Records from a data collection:
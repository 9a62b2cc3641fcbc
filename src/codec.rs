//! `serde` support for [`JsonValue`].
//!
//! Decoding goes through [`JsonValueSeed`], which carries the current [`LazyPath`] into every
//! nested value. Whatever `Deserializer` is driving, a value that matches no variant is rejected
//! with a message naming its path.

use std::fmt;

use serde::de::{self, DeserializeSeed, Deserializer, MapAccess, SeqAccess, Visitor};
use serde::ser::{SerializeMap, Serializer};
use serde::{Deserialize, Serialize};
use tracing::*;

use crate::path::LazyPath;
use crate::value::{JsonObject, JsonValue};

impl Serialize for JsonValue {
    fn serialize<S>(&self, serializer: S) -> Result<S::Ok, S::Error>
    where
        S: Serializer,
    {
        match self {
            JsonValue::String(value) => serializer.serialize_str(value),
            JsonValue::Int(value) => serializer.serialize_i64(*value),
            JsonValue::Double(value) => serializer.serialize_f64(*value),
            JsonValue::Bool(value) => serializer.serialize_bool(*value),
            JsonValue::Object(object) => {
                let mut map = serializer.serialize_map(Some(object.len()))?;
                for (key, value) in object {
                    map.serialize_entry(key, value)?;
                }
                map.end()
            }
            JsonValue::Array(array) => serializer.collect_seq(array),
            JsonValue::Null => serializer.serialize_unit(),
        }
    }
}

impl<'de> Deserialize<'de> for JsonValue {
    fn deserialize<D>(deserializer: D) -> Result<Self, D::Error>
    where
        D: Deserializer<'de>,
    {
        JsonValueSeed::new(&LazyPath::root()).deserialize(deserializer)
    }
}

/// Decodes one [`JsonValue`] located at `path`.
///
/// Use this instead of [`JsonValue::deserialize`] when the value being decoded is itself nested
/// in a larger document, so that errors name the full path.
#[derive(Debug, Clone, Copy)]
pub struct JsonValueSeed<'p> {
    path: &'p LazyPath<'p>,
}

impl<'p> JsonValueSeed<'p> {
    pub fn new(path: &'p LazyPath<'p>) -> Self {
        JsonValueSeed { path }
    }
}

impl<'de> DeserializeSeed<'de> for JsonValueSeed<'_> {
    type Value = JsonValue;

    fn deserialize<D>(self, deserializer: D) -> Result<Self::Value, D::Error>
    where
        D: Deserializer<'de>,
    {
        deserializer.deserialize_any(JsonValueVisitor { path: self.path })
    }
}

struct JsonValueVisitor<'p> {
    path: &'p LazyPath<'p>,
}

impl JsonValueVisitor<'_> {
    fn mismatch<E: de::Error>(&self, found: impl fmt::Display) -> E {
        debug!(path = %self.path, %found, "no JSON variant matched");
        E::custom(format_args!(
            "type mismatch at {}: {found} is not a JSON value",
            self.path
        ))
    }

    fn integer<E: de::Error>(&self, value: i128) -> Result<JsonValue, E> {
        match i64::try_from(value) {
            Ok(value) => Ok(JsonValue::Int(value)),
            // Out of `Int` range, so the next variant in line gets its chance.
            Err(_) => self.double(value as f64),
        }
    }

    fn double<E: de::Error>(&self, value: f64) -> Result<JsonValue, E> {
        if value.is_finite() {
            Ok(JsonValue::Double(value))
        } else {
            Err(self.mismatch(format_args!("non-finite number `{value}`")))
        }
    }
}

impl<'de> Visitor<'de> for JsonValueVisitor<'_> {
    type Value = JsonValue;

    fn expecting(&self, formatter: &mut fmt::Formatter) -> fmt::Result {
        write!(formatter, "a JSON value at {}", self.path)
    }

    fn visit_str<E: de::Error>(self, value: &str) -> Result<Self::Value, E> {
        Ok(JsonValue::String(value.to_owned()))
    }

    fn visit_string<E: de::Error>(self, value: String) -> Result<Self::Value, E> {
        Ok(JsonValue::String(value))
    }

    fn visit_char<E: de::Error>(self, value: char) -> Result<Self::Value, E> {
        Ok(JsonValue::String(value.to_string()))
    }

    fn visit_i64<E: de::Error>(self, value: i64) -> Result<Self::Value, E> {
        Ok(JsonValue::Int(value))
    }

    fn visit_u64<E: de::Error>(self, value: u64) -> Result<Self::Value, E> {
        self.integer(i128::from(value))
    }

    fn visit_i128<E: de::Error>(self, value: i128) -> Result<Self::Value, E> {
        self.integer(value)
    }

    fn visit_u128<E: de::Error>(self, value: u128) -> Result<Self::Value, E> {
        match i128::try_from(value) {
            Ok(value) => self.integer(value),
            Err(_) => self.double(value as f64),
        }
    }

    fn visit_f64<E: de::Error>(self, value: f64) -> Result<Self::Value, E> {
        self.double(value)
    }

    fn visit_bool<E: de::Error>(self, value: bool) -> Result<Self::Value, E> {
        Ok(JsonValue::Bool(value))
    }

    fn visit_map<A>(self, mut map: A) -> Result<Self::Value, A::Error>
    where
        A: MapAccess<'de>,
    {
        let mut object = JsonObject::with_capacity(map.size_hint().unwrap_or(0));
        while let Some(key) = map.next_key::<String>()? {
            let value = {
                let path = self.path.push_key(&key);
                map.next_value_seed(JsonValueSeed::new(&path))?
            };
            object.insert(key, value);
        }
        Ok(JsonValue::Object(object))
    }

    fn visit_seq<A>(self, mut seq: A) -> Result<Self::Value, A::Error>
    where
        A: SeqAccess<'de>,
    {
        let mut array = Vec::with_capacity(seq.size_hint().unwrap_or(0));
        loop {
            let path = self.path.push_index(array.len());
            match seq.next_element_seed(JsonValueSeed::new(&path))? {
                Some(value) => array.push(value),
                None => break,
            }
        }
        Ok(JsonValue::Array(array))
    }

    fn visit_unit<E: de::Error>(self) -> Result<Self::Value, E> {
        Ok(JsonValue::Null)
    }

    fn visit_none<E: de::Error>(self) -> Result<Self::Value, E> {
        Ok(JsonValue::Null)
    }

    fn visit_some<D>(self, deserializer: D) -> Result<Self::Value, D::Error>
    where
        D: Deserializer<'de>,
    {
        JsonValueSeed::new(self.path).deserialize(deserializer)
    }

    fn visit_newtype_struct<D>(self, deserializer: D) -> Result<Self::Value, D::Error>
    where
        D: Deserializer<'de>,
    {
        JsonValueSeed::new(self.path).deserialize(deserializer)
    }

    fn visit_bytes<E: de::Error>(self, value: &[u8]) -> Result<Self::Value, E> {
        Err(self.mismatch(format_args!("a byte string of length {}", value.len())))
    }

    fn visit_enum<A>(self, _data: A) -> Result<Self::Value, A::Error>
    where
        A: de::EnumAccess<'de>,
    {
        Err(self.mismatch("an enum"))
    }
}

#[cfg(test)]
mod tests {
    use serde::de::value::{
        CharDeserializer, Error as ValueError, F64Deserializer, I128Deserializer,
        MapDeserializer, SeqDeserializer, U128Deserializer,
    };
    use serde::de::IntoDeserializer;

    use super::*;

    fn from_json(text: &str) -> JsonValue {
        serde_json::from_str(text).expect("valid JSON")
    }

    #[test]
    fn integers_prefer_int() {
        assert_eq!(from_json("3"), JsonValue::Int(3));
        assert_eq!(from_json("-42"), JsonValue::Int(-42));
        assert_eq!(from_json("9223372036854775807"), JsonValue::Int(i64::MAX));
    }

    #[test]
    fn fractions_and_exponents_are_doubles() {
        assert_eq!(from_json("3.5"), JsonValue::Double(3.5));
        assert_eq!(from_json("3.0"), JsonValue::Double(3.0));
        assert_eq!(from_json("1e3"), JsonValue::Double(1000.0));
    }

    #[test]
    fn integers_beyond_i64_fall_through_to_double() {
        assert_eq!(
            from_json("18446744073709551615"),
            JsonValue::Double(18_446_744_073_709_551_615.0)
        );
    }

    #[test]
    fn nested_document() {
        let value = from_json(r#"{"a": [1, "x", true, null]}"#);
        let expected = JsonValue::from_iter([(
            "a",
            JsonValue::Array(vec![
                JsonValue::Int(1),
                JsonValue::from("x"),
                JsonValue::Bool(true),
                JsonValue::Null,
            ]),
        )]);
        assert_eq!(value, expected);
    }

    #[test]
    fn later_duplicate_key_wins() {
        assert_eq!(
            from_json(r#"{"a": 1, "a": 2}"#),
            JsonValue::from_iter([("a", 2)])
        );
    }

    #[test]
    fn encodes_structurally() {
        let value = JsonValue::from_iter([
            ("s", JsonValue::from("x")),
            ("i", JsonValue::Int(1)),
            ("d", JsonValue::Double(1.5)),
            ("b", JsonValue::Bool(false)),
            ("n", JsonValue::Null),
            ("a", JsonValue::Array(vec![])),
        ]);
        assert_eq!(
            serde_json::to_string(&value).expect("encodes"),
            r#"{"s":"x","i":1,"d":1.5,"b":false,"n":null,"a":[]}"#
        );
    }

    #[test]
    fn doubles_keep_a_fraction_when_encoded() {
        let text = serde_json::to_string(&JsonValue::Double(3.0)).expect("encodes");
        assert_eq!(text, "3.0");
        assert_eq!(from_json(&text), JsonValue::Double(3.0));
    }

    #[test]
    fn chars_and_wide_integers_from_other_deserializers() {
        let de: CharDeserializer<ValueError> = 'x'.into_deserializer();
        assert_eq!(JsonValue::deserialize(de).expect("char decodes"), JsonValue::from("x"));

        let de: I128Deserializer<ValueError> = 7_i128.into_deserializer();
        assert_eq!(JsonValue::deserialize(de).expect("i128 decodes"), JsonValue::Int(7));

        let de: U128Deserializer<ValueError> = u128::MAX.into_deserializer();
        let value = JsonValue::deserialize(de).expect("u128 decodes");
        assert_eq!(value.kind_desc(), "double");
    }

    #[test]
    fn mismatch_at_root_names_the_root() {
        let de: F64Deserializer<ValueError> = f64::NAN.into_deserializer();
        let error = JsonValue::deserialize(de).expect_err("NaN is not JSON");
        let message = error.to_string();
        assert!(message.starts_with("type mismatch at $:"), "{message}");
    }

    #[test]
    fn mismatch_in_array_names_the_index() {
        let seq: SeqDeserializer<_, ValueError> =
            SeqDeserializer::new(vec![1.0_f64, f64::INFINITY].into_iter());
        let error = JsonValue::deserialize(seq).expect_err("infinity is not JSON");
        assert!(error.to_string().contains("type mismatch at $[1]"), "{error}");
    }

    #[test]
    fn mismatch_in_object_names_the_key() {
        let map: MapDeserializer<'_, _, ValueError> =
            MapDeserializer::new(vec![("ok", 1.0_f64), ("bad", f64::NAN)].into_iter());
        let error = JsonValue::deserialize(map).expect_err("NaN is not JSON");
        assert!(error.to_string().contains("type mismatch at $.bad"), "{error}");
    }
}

_Task_
The required answer is the run of lines above, starting at the line with "JSON value at" and ending at the line with "fn visit_u128<E: de::Error>(self, value: u128)", reproduced exactly with both ends.

_Answer area_
        write!(formatter, "a JSON value at {}", self.path)
    }

    fn visit_str<E: de::Error>(self, value: &str) -> Result<Self::Value, E> {
        Ok(JsonValue::String(value.to_owned()))
    }

    fn visit_string<E: de::Error>(self, value: String) -> Result<Self::Value, E> {
        Ok(JsonValue::String(value))
    }

    fn visit_char<E: de::Error>(self, value: char) -> Result<Self::Value, E> {
        Ok(JsonValue::String(value.to_string()))
    }

    fn visit_i64<E: de::Error>(self, value: i64) -> Result<Self::Value, E> {
        Ok(JsonValue::Int(value))
    }

    fn visit_u64<E: de::Error>(self, value: u64) -> Result<Self::Value, E> {
        self.integer(i128::from(value))
    }

    fn visit_i128<E: de::Error>(self, value: i128) -> Result<Self::Value, E> {
        self.integer(value)
    }

    fn visit_u128<E: de::Error>(self, value: u128) -> Result<Self::Value, E> {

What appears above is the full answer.